Rising fears of a pandemic, which U.S. health agencies have warned is likely, had already consumed more than $3.6 trillion from global stock markets by Wednesday’s close.
China accounts for nearly 96% of cases and has instituted severe containment methods that have paralyzed global supply chains.
However, most new infections are now being recorded elsewhere, with the news Thursday of a leap in cases in South Korea accompanied by a notice that the virus may be spreading in California.
South Korea registered 334 new cases Thursday, its largest daily climb since its first case was confirmed on January 20. China recorded 433 new infections.
MSCI’s broadest index of Asia-Pacific shares outside Japan dropped 0.5% and is down over 4% for the week.
A show of confidence from Prez Trump, who sought to play down the threats to the U.S. at a White House press conference, offered little solace to traders centered on the virus’ spread.
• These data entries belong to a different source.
use std::time::Duration;

use url::Url;

use crate::error::AppError;

pub const DEFAULT_BASE_URL: &str = "https://sc-trade.tools/best-buyer";
pub const DEFAULT_NAVIGATION_TIMEOUT: Duration = Duration::from_secs(60);
pub const DEFAULT_SETTLE_DELAY: Duration = Duration::from_secs(5);

/// Configuration for a lookup: where to go and how long to wait.
#[derive(Debug, Clone)]
pub struct LookupConfig {
    /// Results page that accepts the `q` query parameter.
    pub base_url: String,
    /// Upper bound for navigation to settle.
    pub navigation_timeout: Duration,
    /// Extra wait after navigation for client-side rendering.
    pub settle_delay: Duration,
}

impl Default for LookupConfig {
    fn default() -> Self {
        Self {
            base_url: DEFAULT_BASE_URL.to_string(),
            navigation_timeout: DEFAULT_NAVIGATION_TIMEOUT,
            settle_delay: DEFAULT_SETTLE_DELAY,
        }
    }
}

impl LookupConfig {
    /// Read configuration from environment variables.
    ///
    /// - `HAUL_BASE_URL` (optional, defaults to the SC Trade Tools best-buyer page)
    /// - `HAUL_NAV_TIMEOUT_SECS` (optional, defaults to 60)
    /// - `HAUL_SETTLE_DELAY_MS` (optional, defaults to 5000)
    pub fn from_env() -> Result<Self, AppError> {
        Self::from_lookup(|key| std::env::var(key).ok())
    }

    fn from_lookup(var: impl Fn(&str) -> Option<String>) -> Result<Self, AppError> {
        let mut config = Self::default();

        if let Some(raw) = var("HAUL_BASE_URL") {
            config = config.with_base_url(&raw)?;
        }

        if let Some(raw) = var("HAUL_NAV_TIMEOUT_SECS") {
            let secs: u64 = raw.parse().map_err(|_| {
                AppError::ConfigError(format!(
                    "Invalid HAUL_NAV_TIMEOUT_SECS '{raw}': must be a positive integer"
                ))
            })?;
            if secs == 0 {
                return Err(AppError::ConfigError(
                    "HAUL_NAV_TIMEOUT_SECS must be at least 1".into(),
                ));
            }
            config.navigation_timeout = Duration::from_secs(secs);
        }

        if let Some(raw) = var("HAUL_SETTLE_DELAY_MS") {
            let ms: u64 = raw.parse().map_err(|_| {
                AppError::ConfigError(format!(
                    "Invalid HAUL_SETTLE_DELAY_MS '{raw}': must be a non-negative integer"
                ))
            })?;
            config.settle_delay = Duration::from_millis(ms);
        }

        Ok(config)
    }

    /// Point lookups at a different results page. Only http(s) URLs are accepted.
    pub fn with_base_url(mut self, raw: &str) -> Result<Self, AppError> {
        let parsed = Url::parse(raw)
            .map_err(|e| AppError::ConfigError(format!("Invalid base URL '{raw}': {e}")))?;
        match parsed.scheme() {
            "http" | "https" => {}
            scheme => {
                return Err(AppError::ConfigError(format!(
                    "Base URL scheme '{scheme}' is not allowed (only http/https)"
                )));
            }
        }
        self.base_url = raw.to_string();
        Ok(self)
    }

    pub fn with_navigation_timeout(mut self, timeout: Duration) -> Self {
        self.navigation_timeout = timeout;
        self
    }

    pub fn with_settle_delay(mut self, delay: Duration) -> Self {
        self.settle_delay = delay;
        self
    }
}
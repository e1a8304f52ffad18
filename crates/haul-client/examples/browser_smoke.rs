/// Smoke-test for `ChromiumRenderer`.
///
/// Launches a headless Chromium, looks up the best buyers for Quartz on
/// SC Trade Tools, and prints the outcome as JSON.
///
/// Run with:
///   cargo run --example browser_smoke --features browser
use haul_client::ChromiumRenderer;
use haul_core::{LookupConfig, LookupRequest, LookupResponse, LookupService};

#[tokio::main]
async fn main() -> anyhow::Result<()> {
    tracing_subscriber::fmt().with_env_filter("info").init();

    let config = LookupConfig::from_env()?;
    let renderer = ChromiumRenderer::new().with_request_timeout(config.navigation_timeout);
    let service = LookupService::with_config(renderer, config);

    println!("Looking up Quartz…");
    let outcome = service
        .lookup_best_seller(&LookupRequest::new("Quartz", 1.0))
        .await;

    let ok = outcome.is_ok();
    println!(
        "{}",
        serde_json::to_string_pretty(&LookupResponse::from(outcome))?
    );

    anyhow::ensure!(ok, "lookup did not produce any sell locations");
    println!("OK");
    Ok(())
}
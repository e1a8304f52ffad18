use crate::error::AppError;
use crate::extract::MAX_OFFERS;
use crate::models::{ItemQuery, LookupResult, SellOffer};

/// Assemble the final result from offers in page order.
///
/// The page order is taken as the ranking; no re-sorting happens here. At
/// most [`MAX_OFFERS`] offers are kept, and the first one prices the total.
pub fn build_result(query: &ItemQuery, mut offers: Vec<SellOffer>) -> Result<LookupResult, AppError> {
    offers.truncate(MAX_OFFERS);
    let best = offers
        .first()
        .ok_or_else(|| AppError::ParsingError("no offers to rank".into()))?;

    let total_profit = total_profit(best.price, query.quantity);
    let container_size_options = best.container_sizes.clone();
    let message = summary_message(query, &offers);

    Ok(LookupResult {
        item: query.item_name.clone(),
        quantity: query.quantity,
        best_sell_locations: offers,
        total_profit,
        message,
        container_size_options,
    })
}

/// Price times quantity, rounded to whole UEC.
pub fn total_profit(price: u64, quantity: f64) -> u64 {
    (price as f64 * quantity).round() as u64
}

/// Returns true if prices never increase down the list.
pub fn is_price_descending(offers: &[SellOffer]) -> bool {
    offers.windows(2).all(|pair| pair[0].price >= pair[1].price)
}

fn summary_message(query: &ItemQuery, offers: &[SellOffer]) -> String {
    let mut message = format!(
        "Here are the top {} places to sell {} SCU of {}:",
        offers.len(),
        query.quantity,
        query.item_name
    );
    for (rank, offer) in offers.iter().enumerate() {
        message.push('\n');
        message.push_str(&offer_line(rank + 1, offer));
    }
    message
}

fn offer_line(rank: usize, offer: &SellOffer) -> String {
    let place = match (offer.system, offer.location.is_empty()) {
        (Some(system), true) => format!(" ({system})"),
        (Some(system), false) => format!(" ({system} > {})", offer.location),
        (None, _) => String::new(),
    };
    format!("{rank}. {}{place} - {} UEC", offer.shop, offer.price)
}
U.S. stock futures plunged as far as 1% as he spoke, while European stock futures dipped 2% in Asian trade, suggesting a possible catch-up fall in stocks.
Fresh record-low gains on benchmark 10-year U.S. Treasuries overnight, and the morning’s firm demand for dollars, yen, and Swiss francs marked the fearful mood.
The only bright spot, satirically, was China’s stock market, which balanced in relief that domestically, at least, the epidemic seems to be under control.